As decisões da Justiça Militar estão sujeitas, unicamente, ao controle do Supremo Tribunal Federal e do Superior Tribunal de Justiça. O entendimento é do ministro Celso de Mello, do STF, que no julgamento de um conflito de competência suscitado pelo Superior Tribunal Militar.
O ministro Celso de Mello analisou se o STM era competente para processar e julgar pedido de Habeas Corpus contra a decisão do Tribunal de Justiça Militar.
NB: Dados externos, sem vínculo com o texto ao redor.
//! Campaign-wide analysis
//!
//! Aggregates the metadata of every script of the primary language, builds
//! each script's block tree and the call graph between scripts.

use serde::{Deserialize, Serialize};
use std::collections::{BTreeMap, BTreeSet, VecDeque};

use crate::parser::segment;
use crate::tree;
use crate::types::block::Block;
use crate::types::script::{ParsedScript, SourceFile};
use crate::types::state::FlowSeed;

pub mod metadata;

/// Analysis configuration
#[derive(Debug, Clone, PartialEq, Serialize, Deserialize)]
#[serde(default)]
pub struct AnalysisConfig {
    /// Only sources in this language are analyzed; others carry translations.
    pub primary_language: String,
}

impl Default for AnalysisConfig {
    fn default() -> Self {
        Self {
            primary_language: "EN".to_string(),
        }
    }
}

/// Aggregate view of a campaign
#[derive(Debug, Clone, Default, PartialEq, Serialize, Deserialize)]
pub struct CampaignAnalysis {
    pub scripts: Vec<ParsedScript>,
    /// Script name to index in `scripts`; a later duplicate wins
    pub script_map: BTreeMap<String, usize>,
    /// Scripts each script calls or jumps into
    pub script_connections: BTreeMap<String, BTreeSet<String>>,
    pub variables: BTreeSet<String>,
    pub semafori: BTreeSet<String>,
    pub real_variables: BTreeSet<String>,
    pub characters: BTreeSet<String>,
    pub missions: BTreeSet<String>,
    pub labels: BTreeSet<String>,
    /// Names used both as semaforo and as variable
    pub variable_conflicts: BTreeSet<String>,
    /// Map node to the scripts referencing it
    pub node_scripts: BTreeMap<String, BTreeSet<String>>,
    pub flow_structure: BTreeMap<String, Vec<Block>>,
}

/// Segment every source in the primary language and analyze the result.
pub fn analyze_sources(sources: &[SourceFile], config: &AnalysisConfig) -> CampaignAnalysis {
    let scripts = sources
        .iter()
        .filter(|source| source.language.eq_ignore_ascii_case(&config.primary_language))
        .flat_map(|source| segment(&source.text, &source.file_name, &source.language))
        .collect();
    analyze(scripts)
}

/// Analyze already segmented scripts.
pub fn analyze(scripts: Vec<ParsedScript>) -> CampaignAnalysis {
    let mut analysis = CampaignAnalysis::default();

    for (index, script) in scripts.iter().enumerate() {
        if analysis.script_map.insert(script.name.clone(), index).is_some() {
            log::warn!(
                "script '{}' defined more than once, using the one from {}",
                script.name,
                script.file_name
            );
        }
        analysis.variables.extend(script.variables.iter().cloned());
        analysis.semafori.extend(script.semafori.iter().cloned());
        analysis.real_variables.extend(script.real_variables.iter().cloned());
        analysis.characters.extend(script.characters.iter().cloned());
        analysis.missions.extend(script.missions.iter().cloned());
        analysis.labels.extend(script.labels.iter().cloned());
        for node in &script.nodes {
            analysis
                .node_scripts
                .entry(node.clone())
                .or_default()
                .insert(script.name.clone());
        }
        analysis
            .flow_structure
            .insert(script.name.clone(), tree::build_script(script));
    }

    analysis.variable_conflicts = analysis
        .semafori
        .intersection(&analysis.real_variables)
        .cloned()
        .collect();
    for name in &analysis.variable_conflicts {
        log::warn!("'{name}' is used both as a semaforo and as a variable");
    }

    for script in &scripts {
        let mut connections: BTreeSet<String> = script
            .sub_scripts
            .iter()
            .filter(|name| analysis.script_map.contains_key(*name))
            .cloned()
            .collect();
        for (name, &index) in &analysis.script_map {
            if name != &script.name
                && scripts[index]
                    .labels
                    .iter()
                    .any(|label| script.references.contains(label))
            {
                connections.insert(name.clone());
            }
        }
        analysis
            .script_connections
            .entry(script.name.clone())
            .or_default()
            .extend(connections);
    }

    analysis.scripts = scripts;
    log::debug!(
        "analyzed {} scripts, {} semafori, {} variables",
        analysis.scripts.len(),
        analysis.semafori.len(),
        analysis.real_variables.len()
    );
    analysis
}

impl CampaignAnalysis {
    pub fn script(&self, name: &str) -> Option<&ParsedScript> {
        self.script_map.get(name).map(|&index| &self.scripts[index])
    }

    /// Block tree of a script
    pub fn blocks(&self, name: &str) -> Option<&[Block]> {
        self.flow_structure.get(name).map(Vec::as_slice)
    }

    /// Scripts directly called or jumped into by `name`
    pub fn connected_scripts(&self, name: &str) -> Vec<&ParsedScript> {
        self.script_connections
            .get(name)
            .into_iter()
            .flatten()
            .filter_map(|target| self.script(target))
            .collect()
    }

    pub fn scripts_by_node(&self, node: &str) -> Vec<&ParsedScript> {
        self.node_scripts
            .get(node)
            .into_iter()
            .flatten()
            .filter_map(|name| self.script(name))
            .collect()
    }

    /// Scripts referencing `node` plus everything reachable from them through
    /// calls, in either direction.
    pub fn related_scripts_for_node(&self, node: &str) -> BTreeSet<String> {
        let start = self.node_scripts.get(node).cloned().unwrap_or_default();
        self.related_closure(start)
    }

    /// Scripts starting `mission` plus everything connected to them.
    pub fn related_scripts_for_mission(&self, mission: &str) -> BTreeSet<String> {
        let start = self
            .scripts
            .iter()
            .filter(|script| script.missions.contains(mission))
            .map(|script| script.name.clone())
            .collect();
        self.related_closure(start)
    }

    fn related_closure(&self, start: BTreeSet<String>) -> BTreeSet<String> {
        let mut neighbours: BTreeMap<&str, BTreeSet<&str>> = BTreeMap::new();
        for (from, targets) in &self.script_connections {
            for to in targets {
                neighbours.entry(from).or_default().insert(to);
                neighbours.entry(to).or_default().insert(from);
            }
        }

        let mut seen = start.clone();
        let mut queue: VecDeque<String> = start.into_iter().collect();
        while let Some(name) = queue.pop_front() {
            for next in neighbours.get(name.as_str()).into_iter().flatten() {
                if seen.insert(next.to_string()) {
                    queue.push_back(next.to_string());
                }
            }
        }
        seen
    }
}

impl From<&CampaignAnalysis> for FlowSeed {
    fn from(analysis: &CampaignAnalysis) -> Self {
        Self {
            characters: analysis
                .characters
                .iter()
                .map(|name| (name.clone(), String::new()))
                .collect(),
            semafori: analysis.semafori.clone(),
            variables: analysis.real_variables.clone(),
        }
    }
}
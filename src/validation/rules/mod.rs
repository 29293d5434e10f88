//! Per-block validation rules
//!
//! The registry is a static table; each entry names the block types it
//! applies to and a plain function doing the check.

use crate::types::block::{Block, BlockType, ContainerKind};
use crate::types::command::CommandType;

use super::{Issue, RuleId, ValidationContext};

pub mod ask;
pub mod balance;
pub mod characters;
pub mod labels;
pub mod menu;
pub mod parameters;
pub mod returns;
pub mod scene;
pub mod variables;

/// Signature of a rule check
pub type CheckFn = fn(&Block, &ValidationContext<'_>) -> Vec<Issue>;

/// A registered per-block rule
#[derive(Debug, Clone, Copy)]
pub struct Rule {
    pub id: RuleId,
    pub description: &'static str,
    pub applies: &'static [BlockType],
    pub check: CheckFn,
}

impl Rule {
    pub fn applies_to(&self, block_type: BlockType) -> bool {
        self.applies.contains(&block_type)
    }
}

const fn command(command_type: CommandType) -> BlockType {
    BlockType::Command(command_type)
}

/// Every per-block rule, in evaluation order
pub static RULES: &[Rule] = &[
    Rule {
        id: RuleId::CharacterVisibility,
        description: "Hide and change need the character on screen",
        applies: &[
            command(CommandType::HideCharacter),
            command(CommandType::ChangeCharacter),
        ],
        check: characters::check,
    },
    Rule {
        id: RuleId::AskConsecutive,
        description: "An Ask may not directly follow another Ask in the same branch",
        applies: &[command(CommandType::Question)],
        check: ask::check,
    },
    Rule {
        id: RuleId::MenuPrerequisites,
        description: "A menu needs an Ask earlier in its branch",
        applies: &[BlockType::Container(ContainerKind::Menu)],
        check: menu::check,
    },
    Rule {
        id: RuleId::VariableExistence,
        description: "Referenced semafori and variables should be declared",
        applies: &[
            command(CommandType::VariableSet),
            command(CommandType::VariableReset),
            command(CommandType::VariableSetTo),
            BlockType::Container(ContainerKind::Condition),
            BlockType::Container(ContainerKind::Option),
        ],
        check: variables::check,
    },
    Rule {
        id: RuleId::ParameterValidation,
        description: "Required parameters must not be blank",
        applies: &[
            command(CommandType::Dialogue),
            command(CommandType::Question),
            command(CommandType::Announce),
            command(CommandType::ShowCharacter),
            command(CommandType::HideCharacter),
            command(CommandType::ChangeCharacter),
            command(CommandType::FocusCharacter),
            command(CommandType::VariableSet),
            command(CommandType::VariableReset),
            command(CommandType::VariableSetTo),
            command(CommandType::Delay),
            command(CommandType::Label),
            command(CommandType::Goto),
            command(CommandType::Subscript),
            command(CommandType::StartMission),
            command(CommandType::CenterMap),
            command(CommandType::ShowNode),
            command(CommandType::HideNode),
            command(CommandType::ShowPath),
            command(CommandType::HidePath),
            command(CommandType::ShowButton),
            command(CommandType::HideButton),
            command(CommandType::SetFocus),
            command(CommandType::ResetFocus),
            command(CommandType::AddInfoWindow),
            BlockType::Container(ContainerKind::Condition),
            BlockType::Container(ContainerKind::Option),
        ],
        check: parameters::check,
    },
    Rule {
        id: RuleId::DialogScene,
        description: "Dialogue and character commands need an open dialog scene",
        applies: &[
            command(CommandType::Dialogue),
            command(CommandType::Question),
            command(CommandType::ShowCharacter),
            command(CommandType::HideCharacter),
            command(CommandType::ChangeCharacter),
            command(CommandType::FocusCharacter),
        ],
        check: scene::check,
    },
    Rule {
        id: RuleId::GotoLabel,
        description: "A GO target must be defined by a LABEL",
        applies: &[command(CommandType::Goto)],
        check: labels::check,
    },
    Rule {
        id: RuleId::ReturnPlacement,
        description: "RETURN at root level exits the whole script",
        applies: &[command(CommandType::Return)],
        check: returns::check,
    },
];

/// Description of any rule, including the script-level balance pass
pub fn describe(id: RuleId) -> &'static str {
    match id {
        RuleId::ContainerBalance => balance::DESCRIPTION,
        _ => RULES
            .iter()
            .find(|rule| rule.id == id)
            .map_or("", |rule| rule.description),
    }
}
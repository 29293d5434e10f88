//! Validation configuration

use serde::{Deserialize, Serialize};

use super::RuleId;
use crate::error::ConfigError;

/// Validation configuration
#[derive(Debug, Clone, Default, PartialEq, Serialize, Deserialize)]
#[serde(default)]
pub struct ValidationConfig {
    /// Per-rule switches
    pub rules: RuleSwitches,
    /// Variable checks
    pub variables: VariablesConfig,
}

impl ValidationConfig {
    /// Load from JSON; missing fields keep their defaults.
    pub fn from_json_str(json: &str) -> Result<Self, ConfigError> {
        Ok(serde_json::from_str(json)?)
    }

    pub fn is_enabled(&self, rule: RuleId) -> bool {
        let rules = &self.rules;
        match rule {
            RuleId::CharacterVisibility => rules.character_visibility,
            RuleId::AskConsecutive => rules.ask_consecutive,
            RuleId::MenuPrerequisites => rules.menu_prerequisites,
            RuleId::VariableExistence => rules.variable_existence,
            RuleId::ParameterValidation => rules.parameter_validation,
            RuleId::DialogScene => rules.dialog_scene,
            RuleId::GotoLabel => rules.goto_label,
            RuleId::ReturnPlacement => rules.return_placement,
            RuleId::ContainerBalance => rules.container_balance,
        }
    }
}

/// Rule on/off switches, all on by default
#[derive(Debug, Clone, PartialEq, Serialize, Deserialize)]
#[serde(default)]
pub struct RuleSwitches {
    pub character_visibility: bool,
    pub ask_consecutive: bool,
    pub menu_prerequisites: bool,
    pub variable_existence: bool,
    pub parameter_validation: bool,
    pub dialog_scene: bool,
    pub goto_label: bool,
    pub return_placement: bool,
    pub container_balance: bool,
}

impl Default for RuleSwitches {
    fn default() -> Self {
        Self {
            character_visibility: true,
            ask_consecutive: true,
            menu_prerequisites: true,
            variable_existence: true,
            parameter_validation: true,
            dialog_scene: true,
            goto_label: true,
            return_placement: true,
            container_balance: true,
        }
    }
}

/// Variable checking configuration
#[derive(Debug, Clone, PartialEq, Serialize, Deserialize)]
#[serde(default)]
pub struct VariablesConfig {
    /// Warn when a name is used both as a semaforo and as a variable
    pub warn_on_conflicts: bool,
}

impl Default for VariablesConfig {
    fn default() -> Self {
        Self {
            warn_on_conflicts: true,
        }
    }
}

#[cfg(test)]
mod tests {
    use super::*;

    #[test]
    fn partial_json_keeps_defaults() {
        let json = r#"{ "rules": { "ask_consecutive": false, "dialog_scene": true } }"#;
        let config = ValidationConfig::from_json_str(json).unwrap();
        assert!(!config.is_enabled(RuleId::AskConsecutive));
        assert!(config.is_enabled(RuleId::MenuPrerequisites));
        assert!(config.is_enabled(RuleId::DialogScene));
        assert!(config.variables.warn_on_conflicts);
    }

    #[test]
    fn invalid_json_is_a_config_error() {
        let err = ValidationConfig::from_json_str("{ rules: ").unwrap_err();
        assert!(matches!(err, ConfigError::Parse(_)));
    }
}
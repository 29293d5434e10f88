//! RETURN placement

use crate::types::block::Block;
use crate::validation::{Issue, IssueCode, RuleId, ValidationContext};

pub fn check(block: &Block, context: &ValidationContext<'_>) -> Vec<Issue> {
    match context.location {
        Some(location) if location.parent.is_none() => vec![Issue::warning(
            RuleId::ReturnPlacement,
            IssueCode::ReturnAtRoot,
            block,
            "RETURN at root level will exit the entire script",
        )],
        _ => Vec::new(),
    }
}
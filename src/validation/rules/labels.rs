//! Jump targets

use crate::types::block::{Block, preorder};
use crate::types::command::CommandKind;
use crate::validation::{Issue, IssueCode, RuleId, ValidationContext};

/// A GO target must be a label of the campaign or of the forest being edited.
pub fn check(block: &Block, context: &ValidationContext<'_>) -> Vec<Issue> {
    let CommandKind::Goto { target } = &block.command.kind else {
        return Vec::new();
    };
    if target.is_empty() || context.known.labels.contains(target) {
        return Vec::new();
    }
    let defined_here = preorder(context.blocks).any(|candidate| {
        matches!(&candidate.command.kind, CommandKind::Label { name } if name == target)
    });
    if defined_here {
        return Vec::new();
    }
    vec![Issue::error(
        RuleId::GotoLabel,
        IssueCode::UnknownLabel,
        block,
        format!("GO target '{target}' is not defined by any LABEL"),
    )]
}
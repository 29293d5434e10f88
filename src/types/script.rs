//! Scripts and source files

use serde::{Deserialize, Serialize};
use std::collections::BTreeSet;

use super::command::Command;

/// One loaded campaign file
#[derive(Debug, Clone, PartialEq, Eq, Serialize, Deserialize)]
pub struct SourceFile {
    pub file_name: String,
    /// Language code, e.g. `EN`
    pub language: String,
    pub text: String,
}

impl SourceFile {
    pub fn new(
        file_name: impl Into<String>,
        language: impl Into<String>,
        text: impl Into<String>,
    ) -> Self {
        Self {
            file_name: file_name.into(),
            language: language.into(),
            text: text.into(),
        }
    }
}

/// A named script between `SCRIPT <name>` and `END_OF_SCRIPT`
#[derive(Debug, Clone, PartialEq, Eq, Default, Serialize, Deserialize)]
pub struct ParsedScript {
    pub name: String,
    pub file_name: String,
    pub language: String,
    pub commands: Vec<Command>,
    /// Names defined by `LABEL`
    pub labels: BTreeSet<String>,
    /// Targets of `GO`
    pub references: BTreeSet<String>,
    pub sub_scripts: BTreeSet<String>,
    pub missions: BTreeSet<String>,
    /// Union of `semafori` and `real_variables`
    pub variables: BTreeSet<String>,
    pub semafori: BTreeSet<String>,
    pub real_variables: BTreeSet<String>,
    pub characters: BTreeSet<String>,
    pub nodes: BTreeSet<String>,
}

impl ParsedScript {
    pub fn new(
        name: impl Into<String>,
        file_name: impl Into<String>,
        language: impl Into<String>,
    ) -> Self {
        Self {
            name: name.into(),
            file_name: file_name.into(),
            language: language.into(),
            ..Default::default()
        }
    }

    pub fn is_empty(&self) -> bool {
        self.commands.is_empty()
    }
}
O entendimento do ministro foi de que isso não é possível.
Celso de Mello esclareceu que, de acordo com a Constituição Federal, “o STM — enquanto órgão de cúpula da Justiça Militar da União — não dispõe de competência, para, em tema de crimes militares praticados por integrantes da Polícia Militar e dos Corpos de Bombeiros Militares, reexaminar as decisões que, nessa mesma matéria, hajam sido proferidas por Tribunais de Justiça locais ou, onde houver, por Tribunais de Justiça Militar”.
A explicação do ministro é de que o Superior Tribunal Militar, mesmo qualificado como tribunal superior, atua como segunda instância da Justiça Militar da União. Por isso, não há como receber a denúncia e julgar o pedido de Habeas Corpus. Caberia, por tanto, o recurso à próxima instância, nesse caso o STJ ou STF.